◆ Work to be completed: Transcribe the following entries word for word. End with the line where "block is captured" appears.

◆ Task material:
• • • • •
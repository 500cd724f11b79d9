//! Peer registry ingestion.
//!
//! # Wire format
//!
//! The central server publishes a plain-text stanza format:
//!
//! ```text
//! [alice]
//! gatewayhost=vpn.alice.example
//! port=655
//! subnet=10.0.1.0/24
//! subnet=10.0.7.0/24#500
//! subnet6=fd23:42:1::/48
//! primary=yes
//! -----BEGIN RSA PUBLIC KEY-----
//! ...
//! -----END RSA PUBLIC KEY-----
//! ```
//!
//! `subnet=` / `subnet6=` lines accumulate; a PEM block is captured
//! verbatim into the peer's `key` field; `#` comments and blank lines are
//! ignored outside key blocks. Name uniqueness is enforced here — the
//! synthesizer relies on it and never re-checks.

use crate::error::ParseError;
use crate::types::{PeerDescriptor, PeerName, PeerRegistry};

/// Parse the fetched registry text into an ordered [`PeerRegistry`].
pub fn parse(text: &str) -> Result<PeerRegistry, ParseError> {
    let mut registry = PeerRegistry::new();
    let mut current: Option<PeerDescriptor> = None;
    let mut lines = text.lines().enumerate();

    while let Some((idx, raw)) = lines.next() {
        let lineno = idx + 1;
        let line = raw.trim_end();

        if let Some(header) = parse_section_header(line) {
            if header.is_empty() {
                return Err(ParseError::EmptyPeerName { line: lineno });
            }
            if let Some(done) = current.take() {
                registry.push(done)?;
            }
            current = Some(PeerDescriptor {
                name: PeerName::from(header),
                ..Default::default()
            });
            continue;
        }

        if line.trim().is_empty() || line.trim_start().starts_with('#') {
            continue;
        }

        let peer = current
            .as_mut()
            .ok_or(ParseError::EntryOutsideSection { line: lineno })?;

        if line.starts_with("-----BEGIN") {
            peer.key = collect_key_block(line, &mut lines, &peer.name.0)?;
            continue;
        }

        let Some((key, value)) = line.split_once('=') else {
            return Err(ParseError::MalformedLine {
                line: lineno,
                text: line.to_string(),
            });
        };
        apply_entry(peer, key.trim(), value.trim(), lineno);
    }

    if let Some(done) = current.take() {
        registry.push(done)?;
    }
    Ok(registry)
}

/// Ensure the registry contains our own entry; every run needs it for the
/// silent-flag lookup and the self-skip rules.
pub fn require_local_peer<'a>(
    registry: &'a PeerRegistry,
    peerid: &str,
) -> Result<&'a PeerDescriptor, ParseError> {
    registry.find(peerid).ok_or_else(|| ParseError::LocalPeerMissing {
        peerid: peerid.to_string(),
    })
}

fn parse_section_header(line: &str) -> Option<String> {
    let trimmed = line.trim();
    let inner = trimmed.strip_prefix('[')?.strip_suffix(']')?;
    Some(inner.trim().to_string())
}

fn collect_key_block<'a, I>(
    first: &str,
    lines: &mut I,
    peer: &str,
) -> Result<String, ParseError>
where
    I: Iterator<Item = (usize, &'a str)>,
{
    let mut block = String::from(first);
    block.push('\n');
    for (_, raw) in lines.by_ref() {
        let line = raw.trim_end();
        block.push_str(line);
        block.push('\n');
        if line.starts_with("-----END") {
            // Drop the trailing newline; generators add their own.
            block.pop();
            return Ok(block);
        }
    }
    Err(ParseError::UnterminatedKey {
        name: peer.to_string(),
    })
}

fn apply_entry(peer: &mut PeerDescriptor, key: &str, value: &str, lineno: usize) {
    match key.to_ascii_lowercase().as_str() {
        "gatewayhost" => peer.gatewayhost = value.to_string(),
        "port" => peer.port = value.to_string(),
        "cipher" => peer.cipher = value.to_string(),
        "compression" => peer.compression = value.to_string(),
        "digest" => peer.digest = value.to_string(),
        "indirectdata" => peer.indirectdata = parse_bool(value),
        "tcponly" | "use-tcp-only" => peer.use_tcp_only = parse_bool(value),
        "primary" => peer.primary = parse_bool(value),
        "hidden" => peer.hidden = parse_bool(value),
        "silent" => peer.silent = parse_bool(value),
        "subnet" | "network" => peer.subnets.push(value.to_string()),
        "subnet6" | "network6" => peer.subnets6.push(value.to_string()),
        other => {
            // Forward compatibility: the master may publish keys newer
            // than this agent understands.
            tracing::debug!(line = lineno, key = other, "ignoring unknown registry key");
        }
    }
}

fn parse_bool(value: &str) -> bool {
    matches!(value.to_ascii_lowercase().as_str(), "yes" | "true" | "1")
}

#[cfg(test)]
mod tests {
    use super::*;

    const SAMPLE: &str = "\
# central registry dump
[alice]
gatewayhost=vpn.alice.example
port=656
subnet=10.0.1.0/24
subnet=10.0.7.0/24#500
subnet6=fd23:42:1::/48
primary=yes
-----BEGIN RSA PUBLIC KEY-----
MIIBCgKCAQEAalice
-----END RSA PUBLIC KEY-----

[bob]
subnet=10.0.2.0/24
hidden=yes
tcponly=1
-----BEGIN RSA PUBLIC KEY-----
MIIBCgKCAQEAbob
-----END RSA PUBLIC KEY-----
";

    #[test]
    fn sample_parses_in_order() {
        let reg = parse(SAMPLE).expect("parse");
        let names: Vec<&str> = reg.iter().map(|p| p.name.0.as_str()).collect();
        assert_eq!(names, vec!["alice", "bob"]);
    }

    #[test]
    fn fields_land_on_the_right_peer() {
        let reg = parse(SAMPLE).expect("parse");
        let alice = reg.find("alice").expect("alice");
        assert_eq!(alice.gatewayhost, "vpn.alice.example");
        assert_eq!(alice.port, "656");
        assert_eq!(alice.subnets, vec!["10.0.1.0/24", "10.0.7.0/24#500"]);
        assert_eq!(alice.subnets6, vec!["fd23:42:1::/48"]);
        assert!(alice.primary);
        assert!(!alice.hidden);

        let bob = reg.find("bob").expect("bob");
        assert!(bob.gatewayhost.is_empty());
        assert!(bob.hidden);
        assert!(bob.use_tcp_only);
    }

    #[test]
    fn key_blocks_are_verbatim() {
        let reg = parse(SAMPLE).expect("parse");
        let alice = reg.find("alice").expect("alice");
        assert_eq!(
            alice.key,
            "-----BEGIN RSA PUBLIC KEY-----\nMIIBCgKCAQEAalice\n-----END RSA PUBLIC KEY-----"
        );
    }

    #[test]
    fn duplicate_sections_are_rejected() {
        let err = parse("[x]\n[y]\n[x]\n").unwrap_err();
        assert!(matches!(err, ParseError::DuplicatePeer { name } if name == "x"));
    }

    #[test]
    fn entry_before_any_section_is_rejected() {
        let err = parse("gatewayhost=1.2.3.4\n").unwrap_err();
        assert!(matches!(err, ParseError::EntryOutsideSection { line: 1 }));
    }

    #[test]
    fn malformed_line_is_rejected_with_context() {
        let err = parse("[x]\nthis is not a key value line\n").unwrap_err();
        match err {
            ParseError::MalformedLine { line, text } => {
                assert_eq!(line, 2);
                assert!(text.contains("not a key"));
            }
            other => panic!("expected MalformedLine, got {other:?}"),
        }
    }

    #[test]
    fn unterminated_key_block_is_rejected() {
        let err = parse("[x]\n-----BEGIN RSA PUBLIC KEY-----\nabc\n").unwrap_err();
        assert!(matches!(err, ParseError::UnterminatedKey { name } if name == "x"));
    }

    #[test]
    fn unknown_keys_are_ignored() {
        let reg = parse("[x]\nfrobnicate=yes\nsubnet=10.0.0.0/8\n").expect("parse");
        assert_eq!(reg.find("x").expect("x").subnets, vec!["10.0.0.0/8"]);
    }

    #[test]
    fn require_local_peer_errors_when_absent() {
        let reg = parse("[alice]\n").expect("parse");
        assert!(require_local_peer(&reg, "alice").is_ok());
        let err = require_local_peer(&reg, "bob").unwrap_err();
        assert!(matches!(err, ParseError::LocalPeerMissing { peerid } if peerid == "bob"));
    }
}
//! Daemon version probing and old-instance PID lookup.
//!
//! Both probes are best-effort: an unprobeable daemon simply disables the
//! version-gated config features, and a missing PID means no previous
//! instance to warn about. Neither ever aborts the run.

use std::path::Path;
use std::process::Command;

use tincherd_core::version::version_newer_than;
use tincherd_core::LocalSettings;

/// tinc 1.1+ drops the pidfile in favour of the control socket.
const TINCCTL_SINCE: &str = "1.1";

/// Ask the daemon binary for its version string.
///
/// Runs `<binary> --version` and parses the first line, which tinc prints
/// as `tinc version <version> (...)`. Returns `None` when the binary
/// cannot be run or the output is unrecognizable.
pub fn probe_tincd_version(binary: &Path) -> Option<String> {
    let output = match Command::new(binary).arg("--version").output() {
        Ok(output) => output,
        Err(err) => {
            tracing::warn!(binary = %binary.display(), %err, "version probe failed to run");
            return None;
        }
    };
    let stdout = String::from_utf8_lossy(&output.stdout);
    match parse_version_output(&stdout) {
        Some(version) => {
            tracing::debug!(binary = %binary.display(), %version, "probed daemon version");
            Some(version)
        }
        None => {
            tracing::warn!(binary = %binary.display(), "unrecognized version output");
            None
        }
    }
}

pub(crate) fn parse_version_output(output: &str) -> Option<String> {
    let rest = output.lines().next()?.strip_prefix("tinc version ")?;
    let version = rest.split_whitespace().next()?;
    if version.is_empty() {
        None
    } else {
        Some(version.to_string())
    }
}

/// The version the generators should gate on: the explicit override when
/// configured, otherwise a probe of the daemon binary.
pub fn effective_version(settings: &LocalSettings) -> Option<String> {
    if let Some(version) = &settings.tincd_version {
        tracing::debug!(%version, "using configured version override");
        return Some(version.clone());
    }
    probe_tincd_version(&settings.tincd_bin)
}

/// Find the PID of an already-running daemon for this network, if any.
///
/// tinc >= 1.1 is asked over its control interface; older daemons leave a
/// pidfile. Absence is normal on a clean start.
pub fn lookup_daemon_pid(settings: &LocalSettings, version: Option<&str>) -> Option<u32> {
    let use_ctl = version.is_some_and(|v| version_newer_than(v, TINCCTL_SINCE));
    if use_ctl {
        let tincctl = settings.tincctl_bin.as_ref()?;
        let output = Command::new(tincctl)
            .arg(format!("--net={}", settings.networkname))
            .arg("pid")
            .output()
            .ok()?;
        if !output.status.success() {
            tracing::info!("no running daemon reported by control interface");
            return None;
        }
        parse_pid(&String::from_utf8_lossy(&output.stdout))
    } else {
        let contents = match std::fs::read_to_string(&settings.pidfile) {
            Ok(contents) => contents,
            Err(_) => {
                tracing::info!(pidfile = %settings.pidfile.display(), "no pidfile present");
                return None;
            }
        };
        parse_pid(&contents)
    }
}

fn parse_pid(text: &str) -> Option<u32> {
    // Old pidfiles may carry trailing fields after the PID.
    text.split_whitespace().next()?.parse().ok()
}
• • • • •
◆ Answer to the exercise:
repository 500cd724f11b79d9
//! Peer registry ingestion.
//!
//! # Wire format
//!
//! The central server publishes a plain-text stanza format:
//!
//! ```text
//! [alice]
//! gatewayhost=vpn.alice.example
//! port=655
//! subnet=10.0.1.0/24
//! subnet=10.0.7.0/24#500
//! subnet6=fd23:42:1::/48
//! primary=yes
//! -----BEGIN RSA PUBLIC KEY-----
//! ...
//! -----END RSA PUBLIC KEY-----
//! ```
//!
//! `subnet=` / `subnet6=` lines accumulate; a PEM block is captured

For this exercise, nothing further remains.